This commentary is by Nicole Speer, a member of the Boulder City Council writing in her individual capacity, and Celeste Landry, who has advocated for proportional representation at the city, county, state and federal levels.

Boulder County voters may soon be asked to expand the Board of County Commissioners from three to five members and choose between two possible structures: three district seats plus two at-large seats (3+2), or five district seats elected only by district voters. Supporters say this expansion will increase representation. We appreciate that intention. But we worry that these proposals, while well-meaning, won’t deliver the broader representation people hope for.

Under both proposals, every seat would still be elected the same way we elect them now: one seat at a time, one winner at a time.

At-large seats consistently advantage the largest and wealthiest population centers. Under the proposed 3+2 model, it would be entirely possible for residents of the City of Boulder to hold three out of five seats despite having about one-third of the county’s population. That’s not more representative; it’s less.

The five-district model avoids that problem, but it also means most county voters only get to vote for one commissioner. And simply adding more districts doesn’t change who wins or whose voices carry weight. Established politicians can move to and run from another district (e.g., Lauren Boebert), districts can be drawn to split and dilute voting blocs, and some groups of voters are spread across the county in a way no district can capture, so they never get a chance to elect someone who reflects their priorities (e.g., rural residents). The geographic boundaries and number of seats determine who can run, not who can win.

We’ve seen this pattern play out in Boulder County for years. When voters can choose only one candidate per seat in a county that leans heavily toward one party, the primary becomes the deciding election. Only a fraction of voters participate in primaries, and those who do tend to be the ones most connected to political networks. As a result, the outcome reflects turnout patterns and insider networks more than the full community. Winner-take-all elections convert existing inequalities into predictable results.

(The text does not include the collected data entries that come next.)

//! Data types for MCP server bookkeeping.
//!
//! [`McpServerConfig`] is BWC's own record of an installed server, stored in the
//! BWC config under `installed.mcpServers`. [`McpJsonFile`] / [`McpJsonEntry`]
//! model the project `.mcp.json` file, a format owned by Claude Code that BWC
//! must match exactly (`type`, never `transport`).

use chrono::Utc;
use serde::{Deserialize, Serialize};
use serde_json::Value;
use std::collections::BTreeMap;
use std::fmt;
use std::str::FromStr;

use crate::core::BwcError;

/// Backend that manages a server's runtime lifecycle.
///
/// Unknown strings are preserved as [`Provider::Other`] so that a hand-edited
/// config still loads; verification reports them as `UnknownProvider`.
#[derive(Debug, Clone, PartialEq, Eq, Hash, Serialize, Deserialize)]
#[serde(from = "String", into = "String")]
pub enum Provider {
    /// Docker MCP Toolkit, reached through the gateway
    Docker,
    /// Claude CLI's own process manager
    Claude,
    /// Anything else found on disk
    Other(String),
}

impl Provider {
    /// String form as written to disk.
    #[must_use]
    pub fn as_str(&self) -> &str {
        match self {
            Self::Docker => "docker",
            Self::Claude => "claude",
            Self::Other(s) => s,
        }
    }
}

impl From<String> for Provider {
    fn from(value: String) -> Self {
        match value.as_str() {
            "docker" => Self::Docker,
            "claude" => Self::Claude,
            _ => Self::Other(value),
        }
    }
}

impl From<Provider> for String {
    fn from(value: Provider) -> Self {
        value.as_str().to_string()
    }
}

impl fmt::Display for Provider {
    fn fmt(&self, f: &mut fmt::Formatter<'_>) -> fmt::Result {
        f.write_str(self.as_str())
    }
}

/// Wire protocol used to reach a server.
#[derive(Debug, Clone, Copy, PartialEq, Eq, Hash, Default, Serialize, Deserialize)]
#[serde(rename_all = "lowercase")]
pub enum Transport {
    /// Child process speaking over stdin/stdout
    #[default]
    Stdio,
    /// Server-sent events
    Sse,
    /// Streamable HTTP
    Http,
}

impl Transport {
    /// Lowercase name as used by the Claude CLI.
    #[must_use]
    pub const fn as_str(self) -> &'static str {
        match self {
            Self::Stdio => "stdio",
            Self::Sse => "sse",
            Self::Http => "http",
        }
    }

    /// Whether this transport reaches a URL rather than a child process.
    #[must_use]
    pub const fn is_remote(self) -> bool {
        matches!(self, Self::Sse | Self::Http)
    }
}

impl fmt::Display for Transport {
    fn fmt(&self, f: &mut fmt::Formatter<'_>) -> fmt::Result {
        f.write_str(self.as_str())
    }
}

impl FromStr for Transport {
    type Err = anyhow::Error;

    fn from_str(s: &str) -> Result<Self, Self::Err> {
        match s.to_ascii_lowercase().as_str() {
            "stdio" => Ok(Self::Stdio),
            "sse" => Ok(Self::Sse),
            "http" => Ok(Self::Http),
            other => Err(anyhow::anyhow!("Invalid transport '{other}'. Must be one of: stdio, sse, http")),
        }
    }
}

/// Visibility tier of a server registration, mirroring Claude CLI scopes.
#[derive(Debug, Clone, Copy, PartialEq, Eq, Hash, Default, Serialize, Deserialize)]
#[serde(rename_all = "lowercase")]
pub enum Scope {
    /// This machine, this project only
    #[default]
    Local,
    /// Every project of this account
    User,
    /// Checked into the project and shared
    Project,
}

impl Scope {
    /// Lowercase name as used by the Claude CLI.
    #[must_use]
    pub const fn as_str(self) -> &'static str {
        match self {
            Self::Local => "local",
            Self::User => "user",
            Self::Project => "project",
        }
    }
}

impl fmt::Display for Scope {
    fn fmt(&self, f: &mut fmt::Formatter<'_>) -> fmt::Result {
        f.write_str(self.as_str())
    }
}

impl FromStr for Scope {
    type Err = BwcError;

    /// Exact match only; `Project` or `global` are rejected.
    fn from_str(s: &str) -> Result<Self, Self::Err> {
        match s {
            "local" => Ok(Self::Local),
            "user" => Ok(Self::User),
            "project" => Ok(Self::Project),
            other => Err(BwcError::InvalidScope {
                value: other.to_string(),
            }),
        }
    }
}

/// BWC's record of one installed MCP server.
///
/// Stdio servers carry `command`/`args`/`env`; remote servers carry
/// `url`/`headers`. `installed_at` is set once at install time.
#[derive(Debug, Clone, PartialEq, Serialize, Deserialize)]
#[serde(rename_all = "camelCase")]
pub struct McpServerConfig {
    /// Backend owning the runtime
    pub provider: Provider,

    /// Wire protocol
    #[serde(default)]
    pub transport: Transport,

    /// Registration scope
    #[serde(default)]
    pub scope: Scope,

    /// Executable for stdio servers
    #[serde(default, skip_serializing_if = "Option::is_none")]
    pub command: Option<String>,

    /// Arguments for stdio servers
    #[serde(default, skip_serializing_if = "Vec::is_empty")]
    pub args: Vec<String>,

    /// Environment for the server process
    #[serde(default, skip_serializing_if = "BTreeMap::is_empty")]
    pub env: BTreeMap<String, String>,

    /// Endpoint for sse/http servers
    #[serde(default, skip_serializing_if = "Option::is_none")]
    pub url: Option<String>,

    /// HTTP headers for sse/http servers
    #[serde(default, skip_serializing_if = "BTreeMap::is_empty")]
    pub headers: BTreeMap<String, String>,

    /// Catalog name when it differs from the BWC name
    #[serde(default, skip_serializing_if = "Option::is_none")]
    pub registry_name: Option<String>,

    /// RFC 3339 install timestamp
    #[serde(default)]
    pub installed_at: String,
}

impl McpServerConfig {
    /// A stdio server record stamped with the current time.
    #[must_use]
    pub fn stdio(provider: Provider, scope: Scope) -> Self {
        Self {
            provider,
            transport: Transport::Stdio,
            scope,
            command: None,
            args: Vec::new(),
            env: BTreeMap::new(),
            url: None,
            headers: BTreeMap::new(),
            registry_name: None,
            installed_at: Utc::now().to_rfc3339(),
        }
    }

    /// A remote (sse/http) server record stamped with the current time.
    #[must_use]
    pub fn remote(provider: Provider, transport: Transport, scope: Scope, url: impl Into<String>) -> Self {
        Self {
            transport,
            url: Some(url.into()),
            ..Self::stdio(provider, scope)
        }
    }

    /// The record synthesized for a legacy name-only entry.
    #[must_use]
    pub fn legacy_default() -> Self {
        Self::stdio(Provider::Docker, Scope::Local)
    }

    /// Name to look up in provider catalogs: the alias if set, else `name`.
    #[must_use]
    pub fn catalog_name<'a>(&'a self, name: &'a str) -> &'a str {
        self.registry_name.as_deref().unwrap_or(name)
    }

    /// Whether the populated fields agree with the transport.
    ///
    /// Not enforced on load: legacy and hand-edited entries may lack both.
    #[must_use]
    pub fn is_consistent(&self) -> bool {
        if self.transport.is_remote() {
            self.url.is_some() && self.command.is_none()
        } else {
            self.url.is_none()
        }
    }
}

/// The project `.mcp.json` file.
///
/// Unknown top-level keys are preserved on rewrite.
#[derive(Debug, Default, Clone, Serialize, Deserialize)]
pub struct McpJsonFile {
    /// Server name to entry
    #[serde(rename = "mcpServers", default)]
    pub mcp_servers: BTreeMap<String, McpJsonEntry>,

    /// Other keys preserved from the original file
    #[serde(flatten)]
    pub other: BTreeMap<String, Value>,
}

/// One server inside `.mcp.json`.
#[derive(Debug, Default, Clone, PartialEq, Serialize, Deserialize)]
pub struct McpJsonEntry {
    /// The command to execute (stdio servers)
    #[serde(skip_serializing_if = "Option::is_none")]
    pub command: Option<String>,

    /// Arguments to the command (stdio servers)
    #[serde(default, skip_serializing_if = "Vec::is_empty")]
    pub args: Vec<String>,

    /// Environment variables
    #[serde(skip_serializing_if = "Option::is_none")]
    pub env: Option<BTreeMap<String, Value>>,

    /// Transport (remote servers); Claude Code reads `type`
    #[serde(skip_serializing_if = "Option::is_none")]
    pub r#type: Option<String>,

    /// Server URL (remote servers)
    #[serde(skip_serializing_if = "Option::is_none")]
    pub url: Option<String>,

    /// HTTP headers (remote servers)
    #[serde(skip_serializing_if = "Option::is_none")]
    pub headers: Option<BTreeMap<String, Value>>,

    /// Fields BWC does not interpret
    #[serde(flatten)]
    pub extra: BTreeMap<String, Value>,
}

Changing the number of seats doesn’t fix that. Changing the electoral system does.

Going to five commissioners is a structural change in terms of county administration and the county budget, but it is not a change in terms of better representation. For better representation, we must incorporate changes that are proven to improve representation, such as moving from winner-take-all elections to proportional elections.

In practice, a proportional election would mean that a group of political candidates that earns about a third of the votes would earn about a third of the seats. That way, no single group can sweep every seat unless almost all the voters vote the same way. The five‑district and 3+2 models don’t do this because each seat is still elected one at a time, so a single political majority can still win every seat.

That’s because simply expanding the number of commissioner districts doesn’t address turnout, barriers to candidacy or the structural forces that shape who gets elected. County commissioners serve as the county’s administrative leadership and carry out state-mandated duties. Adding more elected officials to that structure doesn’t necessarily improve representation.

There are several reforms that could improve representation on the Board of County Commissioners, from public campaign financing to universal voting, but most require time and statewide coordination. Proportional voting is the one reform that can realistically be paired now with this ballot measure, given the election timeline.

A community-led coalition, including organizations like the League of Women Voters of Boulder County, could quickly bring forward a proportional representation recommendation for a companion measure for the commissioners to consider for this year’s ballot. Since the proponents of this measure seem committed to improving representation, we’d like to see diverse community members, including those historically excluded from local political networks and those with expertise in increasing representation, brought into the conversation. 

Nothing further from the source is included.